What you should do: Repeat the entries verbatim.

Stored items
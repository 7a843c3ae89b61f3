//! The signal gateway: the requests trains make of signals and sections.

use super::{Aspect, Blocked, SignalKind, TrackNetwork};
use crate::authority::EndAuthority;
use crate::route::Route;
use crate::train::{TrainHandle, TrainNumber};
use crate::util::DISTANCE_EPSILON;
use crate::SignalId;
use log::debug;
use smallvec::SmallVec;

/// The result of a lookahead query.
#[derive(Clone, Copy, Debug, PartialEq)]
pub enum NextObject {
    /// An object was found.
    Found {
        signal: SignalId,
        /// Distance from the query position in m.
        distance: f64,
        /// Index of the route element the object stands on.
        route_index: usize,
        /// Offset of the object into that element in m.
        offset: f64,
    },
    /// The route ended first, this far from the query position.
    EndOfRoute { distance: f64 },
}

/// The outcome of a node clearance request.
#[derive(Clone, Copy, Debug, PartialEq)]
pub(crate) struct NodeClearance {
    /// Why the reservation stops.
    pub end: EndAuthority,
    /// The furthest route index now reserved by the request.
    pub last_reserved: Option<usize>,
}
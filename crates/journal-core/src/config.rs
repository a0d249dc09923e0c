//! Configuration for the journal.
//!
//! `JournalConfig` is read from `config.toml` in the journal home directory.
//! Every field has a default, so a missing file or a partial file is fine.

use serde::{Deserialize, Serialize};
use std::fs;
use std::io::{self, ErrorKind};
use std::path::{Path, PathBuf};
use std::time::Duration;

/// Environment variable overriding the journal home directory.
pub const JOURNAL_HOME_ENV: &str = "JOURNAL_HOME";

fn default_debounce_window_ms() -> u64 {
    1000
}

fn default_max_staleness_ms() -> u64 {
    5000
}

/// Where the library (one file per entry) lives.
#[derive(Debug, Clone, PartialEq, Eq, Serialize, Deserialize, Default)]
#[serde(rename_all = "lowercase")]
pub enum LibraryLocation {
    /// `<desktop>/Journal/UserData`
    #[default]
    Desktop,
    /// `<home>/Journal/UserData`
    Home,
    /// An explicit directory, used as-is.
    Path(PathBuf),
}

/// How much of the library is read at startup.
#[derive(Debug, Clone, Copy, PartialEq, Eq, Default)]
pub enum LoadingMode {
    /// Decode every entry file.
    #[default]
    Immediate,
    /// Only make sure the directory exists; start with no entries.
    WriteOnly,
}

#[derive(Debug, Clone, PartialEq, Eq, Serialize, Deserialize)]
pub struct JournalConfig {
    #[serde(default)]
    pub location: LibraryLocation,
    /// Quiet period after the last save before the library is written.
    #[serde(default = "default_debounce_window_ms")]
    pub debounce_window_ms: u64,
    /// Longest a pending change may wait while saves keep arriving.
    #[serde(default = "default_max_staleness_ms")]
    pub max_staleness_ms: u64,
    /// Artificial minimum duration of a library load.
    #[serde(default)]
    pub minimum_load_latency_ms: u64,
}

impl Default for JournalConfig {
    fn default() -> Self {
        Self {
            location: LibraryLocation::default(),
            debounce_window_ms: default_debounce_window_ms(),
            max_staleness_ms: default_max_staleness_ms(),
            minimum_load_latency_ms: 0,
        }
    }
}

impl JournalConfig {
    /// Load `config.toml` from the journal home.
    ///
    /// Precedence for the home directory:
    /// 1. `home_override` (from the --home CLI flag)
    /// 2. `JOURNAL_HOME` environment variable
    /// 3. `~/.journal`
    pub fn load(home_override: Option<PathBuf>) -> io::Result<Self> {
        let home = resolve_home(home_override)?;
        Self::from_file(&home.join("config.toml"))
    }

    /// Parse a config file, falling back to defaults when it does not exist.
    pub fn from_file(path: &Path) -> io::Result<Self> {
        if !path.exists() {
            return Ok(Self::default());
        }
        let content = fs::read_to_string(path)?;
        toml::from_str(&content).map_err(|e| {
            io::Error::new(
                ErrorKind::InvalidData,
                format!("Failed to parse config: {}", e),
            )
        })
    }

    pub fn debounce_window(&self) -> Duration {
        Duration::from_millis(self.debounce_window_ms)
    }

    /// Never shorter than the debounce window.
    pub fn max_staleness(&self) -> Duration {
        Duration::from_millis(self.max_staleness_ms.max(self.debounce_window_ms))
    }

    pub fn minimum_load_latency(&self) -> Duration {
        Duration::from_millis(self.minimum_load_latency_ms)
    }
}

/// Resolve the journal home directory (where `config.toml` lives).
pub fn resolve_home(home_override: Option<PathBuf>) -> io::Result<PathBuf> {
    if let Some(path) = home_override {
        return Ok(path);
    }
    if let Ok(home) = std::env::var(JOURNAL_HOME_ENV)
        && !home.is_empty()
    {
        return Ok(PathBuf::from(home));
    }
    let home = dirs_next::home_dir()
        .ok_or_else(|| io::Error::new(ErrorKind::NotFound, "Home directory not found"))?;
    Ok(home.join(".journal"))
}

/// Runtime configuration: file settings plus the loading mode chosen by
/// the command being run.
#[derive(Debug, Clone, PartialEq, Eq)]
pub struct AppConfig {
    pub loading_mode: LoadingMode,
    pub journal: JournalConfig,
}

impl AppConfig {
    /// Reads the whole library on start.
    pub fn development(journal: JournalConfig) -> Self {
        Self {
            loading_mode: LoadingMode::Immediate,
            journal,
        }
    }

    /// Skips reading the library; for commands that only add entries.
    pub fn add_only(journal: JournalConfig) -> Self {
        Self {
            loading_mode: LoadingMode::WriteOnly,
            journal,
        }
    }
}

Your response:
repository 7a843c3ae89b61f3
//! The signal gateway: the requests trains make of signals and sections.

use super::{Aspect, Blocked, SignalKind, TrackNetwork};
use crate::authority::EndAuthority;
use crate::route::Route;
use crate::train::{TrainHandle, TrainNumber};
use crate::util::DISTANCE_EPSILON;
use crate::SignalId;
use log::debug;
use smallvec::SmallVec;

/// The result of a lookahead query.
#[derive(Clone, Copy, Debug, PartialEq)]
pub enum NextObject {
    /// An object was found.
    Found {
        signal: SignalId,
        /// Distance from the query position in m.
        distance: f64,
        /// Index of the route element the object stands on.
        route_index: usize,
        /// Offset of the object into that element in m.
        offset: f64,
    },
    /// The route ended first, this far from the query position.
    EndOfRoute { distance: f64 },
}

/// The outcome of a node clearance request.
#[derive(Clone, Copy, Debug, PartialEq)]
pub(crate) struct NodeClearance {
    /// Why the reservation stops.
    pub end: EndAuthority,
    /// The furthest route index now reserved by the request.
    pub last_reserved: Option<usize>,
}
filename crates/journal-core/src/config.rs
repository a0d249dc09923e0c
//! Configuration for the journal.
//!
//! `JournalConfig` is read from `config.toml` in the journal home directory.
//! Every field has a default, so a missing file or a partial file is fine.

use serde::{Deserialize, Serialize};
use std::fs;
use std::io::{self, ErrorKind};
use std::path::{Path, PathBuf};
use std::time::Duration;

/// Environment variable overriding the journal home directory.
pub const JOURNAL_HOME_ENV: &str = "JOURNAL_HOME";

fn default_debounce_window_ms() -> u64 {
    1000
}

fn default_max_staleness_ms() -> u64 {
    5000
}

/// Where the library (one file per entry) lives.
#[derive(Debug, Clone, PartialEq, Eq, Serialize, Deserialize, Default)]
#[serde(rename_all = "lowercase")]
pub enum LibraryLocation {
    /// `<desktop>/Journal/UserData`
    #[default]
    Desktop,
    /// `<home>/Journal/UserData`
    Home,
    /// An explicit directory, used as-is.
    Path(PathBuf),
}

/// How much of the library is read at startup.
#[derive(Debug, Clone, Copy, PartialEq, Eq, Default)]
pub enum LoadingMode {
    /// Decode every entry file.
    #[default]
    Immediate,
    /// Only make sure the directory exists; start with no entries.
    WriteOnly,
}

#[derive(Debug, Clone, PartialEq, Eq, Serialize, Deserialize)]
pub struct JournalConfig {
    #[serde(default)]
    pub location: LibraryLocation,
    /// Quiet period after the last save before the library is written.
    #[serde(default = "default_debounce_window_ms")]
    pub debounce_window_ms: u64,
    /// Longest a pending change may wait while saves keep arriving.
    #[serde(default = "default_max_staleness_ms")]
    pub max_staleness_ms: u64,
    /// Artificial minimum duration of a library load.
    #[serde(default)]
    pub minimum_load_latency_ms: u64,
}

impl Default for JournalConfig {
    fn default() -> Self {
        Self {
            location: LibraryLocation::default(),
            debounce_window_ms: default_debounce_window_ms(),
            max_staleness_ms: default_max_staleness_ms(),
            minimum_load_latency_ms: 0,
        }
    }
}

impl JournalConfig {
    /// Load `config.toml` from the journal home.
    ///
    /// Precedence for the home directory:
    /// 1. `home_override` (from the --home CLI flag)
    /// 2. `JOURNAL_HOME` environment variable
    /// 3. `~/.journal`
    pub fn load(home_override: Option<PathBuf>) -> io::Result<Self> {
        let home = resolve_home(home_override)?;
        Self::from_file(&home.join("config.toml"))
    }

    /// Parse a config file, falling back to defaults when it does not exist.
    pub fn from_file(path: &Path) -> io::Result<Self> {
        if !path.exists() {
            return Ok(Self::default());
        }
        let content = fs::read_to_string(path)?;
        toml::from_str(&content).map_err(|e| {
            io::Error::new(
                ErrorKind::InvalidData,
                format!("Failed to parse config: {}", e),
            )
        })
    }

    pub fn debounce_window(&self) -> Duration {
        Duration::from_millis(self.debounce_window_ms)
    }

    /// Never shorter than the debounce window.
    pub fn max_staleness(&self) -> Duration {
        Duration::from_millis(self.max_staleness_ms.max(self.debounce_window_ms))
    }

    pub fn minimum_load_latency(&self) -> Duration {
        Duration::from_millis(self.minimum_load_latency_ms)
    }
}

/// Resolve the journal home directory (where `config.toml` lives).
pub fn resolve_home(home_override: Option<PathBuf>) -> io::Result<PathBuf> {
    if let Some(path) = home_override {
        return Ok(path);
    }
    if let Ok(home) = std::env::var(JOURNAL_HOME_ENV)
        && !home.is_empty()
    {
        return Ok(PathBuf::from(home));
    }
    let home = dirs_next::home_dir()
        .ok_or_else(|| io::Error::new(ErrorKind::NotFound, "Home directory not found"))?;
    Ok(home.join(".journal"))
}

/// Runtime configuration: file settings plus the loading mode chosen by
/// the command being run.
#[derive(Debug, Clone, PartialEq, Eq)]
pub struct AppConfig {
    pub loading_mode: LoadingMode,
    pub journal: JournalConfig,
}

impl AppConfig {
    /// Reads the whole library on start.
    pub fn development(journal: JournalConfig) -> Self {
        Self {
            loading_mode: LoadingMode::Immediate,
            journal,
        }
    }

    /// Skips reading the library; for commands that only add entries.
    pub fn add_only(journal: JournalConfig) -> Self {
        Self {
            loading_mode: LoadingMode::WriteOnly,
            journal,
        }
    }
}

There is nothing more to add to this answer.